To reflect on Ngũgĩ’s passing only in celebratory terms is to risk narrowing the complexity of his intellectual and political life. His stature as a global literary icon is unquestionable, and his contributions to postcolonial theory and African letters have shaped generations of scholars and writers around the world. Yet within Kenya itself, his legacy has often sat uneasily with the institutions and elites that might have been expected to embrace him. His calls for a return to African languages, his trenchant critiques of the postcolonial state, and his insistence on linking literature to radical social transformation have not always found a home in mainstream academic or political discourse. If anything, Ngũgĩ’s exile—physical, linguistic, and institutional—points to a deeper ambivalence in Kenya and beyond about the place of radical critique in national life. To take his death seriously, then, is to do more than mourn; it is to ask why so many of the ideas he championed remain unfulfilled or unwelcomed, and what that reveals about the limits of intellectual freedom, cultural decolonisation, and political imagination in our time.
Among the Agĩkũyũ—Ngũgĩ’s own community—the dead are rarely spoken of with criticism. Cultural wisdom demands that the departed be remembered for their virtues, not their faults. The proverb gutiri uru utuuraga, no wega utuuraga (“no evil endures, only good remains”) reflects a broader African ethic of reverence toward the dead, one that enshrines silence around uncomfortable truths in favour of communal cohesion. Yet this cultural logic, while deeply rooted, may constrain deeper forms of remembrance.
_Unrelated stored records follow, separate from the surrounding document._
//! Dashboard configuration
//!
//! The server hosting the WASM bundle can inject the API origin via a
//! `<meta>` tag or a `window.__INVENTRA_CONFIG__` object; otherwise the
//! current window origin is used.

use wasm_bindgen::JsCast;

/// Fixed base path of the asset-management REST API.
pub const API_BASE_PATH: &str = "/api/v1";

/// Dashboard configuration
#[derive(Debug, Clone)]
pub struct DashboardConfig {
    /// API origin (e.g. "http://localhost:8080"). Empty means current origin.
    pub api_url: String,
    /// Backend version, when injected by the server.
    pub version: Option<String>,
}

impl Default for DashboardConfig {
    fn default() -> Self {
        Self {
            api_url: String::new(),
            version: None,
        }
    }
}

impl DashboardConfig {
    /// Load configuration from various sources (priority order):
    /// 1. `<meta name="inventra:api-url">` tag (server-injected)
    /// 2. `window.__INVENTRA_CONFIG__` object (JavaScript injection)
    /// 3. Current window origin (default)
    pub fn load() -> Self {
        let mut config = Self::default();

        if let Some(document) = web_sys::window().and_then(|w| w.document()) {
            if let Some(api_url) = get_meta_content(&document, "inventra:api-url") {
                if !api_url.is_empty() {
                    config.api_url = api_url;
                }
            }

            if let Some(version) = get_meta_content(&document, "inventra:version") {
                if !version.is_empty() {
                    config.version = Some(version);
                }
            }
        }

        if config.api_url.is_empty() {
            if let Some(url) = get_js_config("api_url") {
                config.api_url = url;
            }
        }

        if config.api_url.is_empty() {
            config.api_url = web_sys::window()
                .and_then(|w| w.location().origin().ok())
                .unwrap_or_else(|| "http://localhost:8080".to_string());
        }

        config
    }

    /// Full base URL of the REST API, origin plus `/api/v1`.
    pub fn api_base(&self) -> String {
        format!("{}{}", self.api_url, API_BASE_PATH)
    }
}

/// Get content from a `<meta name="...">` tag
fn get_meta_content(document: &web_sys::Document, name: &str) -> Option<String> {
    let selector = format!("meta[name=\"{}\"]", name);
    document
        .query_selector(&selector)
        .ok()
        .flatten()
        .and_then(|el| el.dyn_into::<web_sys::HtmlMetaElement>().ok())
        .map(|meta| meta.content())
}

/// Get a value from `window.__INVENTRA_CONFIG__`
fn get_js_config(key: &str) -> Option<String> {
    let window = web_sys::window()?;
    let config = js_sys::Reflect::get(&window, &"__INVENTRA_CONFIG__".into()).ok()?;

    if config.is_undefined() || config.is_null() {
        return None;
    }

    let value = js_sys::Reflect::get(&config, &key.into()).ok()?;
    value.as_string()
}

#[cfg(test)]
mod tests {
    use super::*;

    #[test]
    fn test_default_config() {
        let config = DashboardConfig::default();
        assert!(config.api_url.is_empty());
        assert!(config.version.is_none());
    }

    #[test]
    fn test_api_base_joins_fixed_path() {
        let config = DashboardConfig {
            api_url: "http://localhost:8080".into(),
            version: None,
        };
        assert_eq!(config.api_base(), "http://localhost:8080/api/v1");
    }
}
Achille Mbembe has argued for what he terms a “critical mourning”—an ethical posture that invites the living to reflect on both the contributions and contradictions of those who shaped our intellectual and political traditions. Ngũgĩ’s life, rich with brilliance and defiance, is also layered with tensions. His unyielding stance on language—his insistence on African-language purity as a condition for true decolonisation—has drawn critique for its rigidity. Tony Mochama, in his incisive essay “Deconstructing the Ngugi Debate on Language Purity,” points out that Ngũgĩ’s position risks erasing the vibrant linguistic hybridity found in forms like Sheng, which express the lived experiences of urban youth navigating globalised, postcolonial realities. To mourn Ngũgĩ critically, then, is not to diminish his legacy but to reckon with the enduring complexities of cultural revival, language politics, and intellectual responsibility in Africa’s present. It is to refuse a memorialising that sanitises, but also to resist the temptation of condemnation—for his story, like the continent’s, was always unfolding in struggle.
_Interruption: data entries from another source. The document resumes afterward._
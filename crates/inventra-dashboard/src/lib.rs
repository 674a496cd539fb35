//! Inventra Dashboard - Leptos-based WebAssembly UI
//!
//! A single-page front-end for the Inventra asset-management REST API.
//! Built with the Leptos framework and compiled to WebAssembly.
//!
//! ## Features
//!
//! - **Auth**: login and registration backed by a bearer token in local
//!   storage; any 401 drops the session and returns to the login screen
//! - **Dashboard**: aggregate stats and the recently added assets
//! - **Assets**: debounced search, status filter, sortable columns,
//!   pagination, single/batch creation, editing, assignment and deletion
//! - **User Management**: admin-only role and account-status toggles
//! - **Zero JavaScript**: 100% Rust compiled to WASM
//!
//! ## Configuration
//!
//! The API endpoint can be injected by the hosting server:
//!
//! ```html
//! <meta name="inventra:api-url" content="http://inventra.local:8080">
//! ```
//!
//! Or via JavaScript:
//!
//! ```javascript
//! window.__INVENTRA_CONFIG__ = { api_url: "http://inventra.local:8080" };
//! ```
//!
//! Without either, the page origin is used, falling back to
//! `http://localhost:8080` during local development.

pub mod api;
pub mod components;
pub mod config;
pub mod form;
pub mod models;
pub mod query;
pub mod services;
pub mod session;
pub mod state;

use leptos::*;
use leptos_router::*;

use api::Api;
use components::{AssetsPage, LoginPage, OverviewPage, RegisterPage, Shell, UsersPage};
use config::DashboardConfig;
use state::Toasts;

/// Main application component
#[component]
pub fn App() -> impl IntoView {
    // Initialize panic hook for better error messages
    console_error_panic_hook::set_once();
    let _ = console_log::init_with_level(log::Level::Info);

    let config = DashboardConfig::load();
    provide_context(Api::from_config(&config));
    provide_context(Toasts::new());

    view! {
        <Router>
            <Routes>
                <Route path="/login" view=LoginPage/>
                <Route path="/register" view=RegisterPage/>
                <Route path="/" view=Shell>
                    <Route path="dashboard" view=OverviewPage/>
                    <Route path="assets" view=AssetsPage/>
                    <Route path="users" view=UsersPage/>
                    <Route path="" view=|| view! { <Redirect path="/dashboard"/> }/>
                </Route>
            </Routes>
        </Router>
    }
}

/// Mount the application to the DOM
#[wasm_bindgen::prelude::wasm_bindgen(start)]
pub fn main() {
    mount_to_body(|| view! { <App/> });
}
The Visionary: Language as a Battlefield of Decolonisation
In the wake of Ngũgĩ wa Thiong’o’s passing, former Makueni Governor Kivutha Kibwana reflected on the profound impact of Ngũgĩ’s work, emphasizing how his commitment to indigenous languages challenged the lingering shadows of colonialism. Ngũgĩ’s unwavering stance on linguistic decolonization served as a catalyst for reexamining the role of language in shaping cultural identity and resisting imperial legacies.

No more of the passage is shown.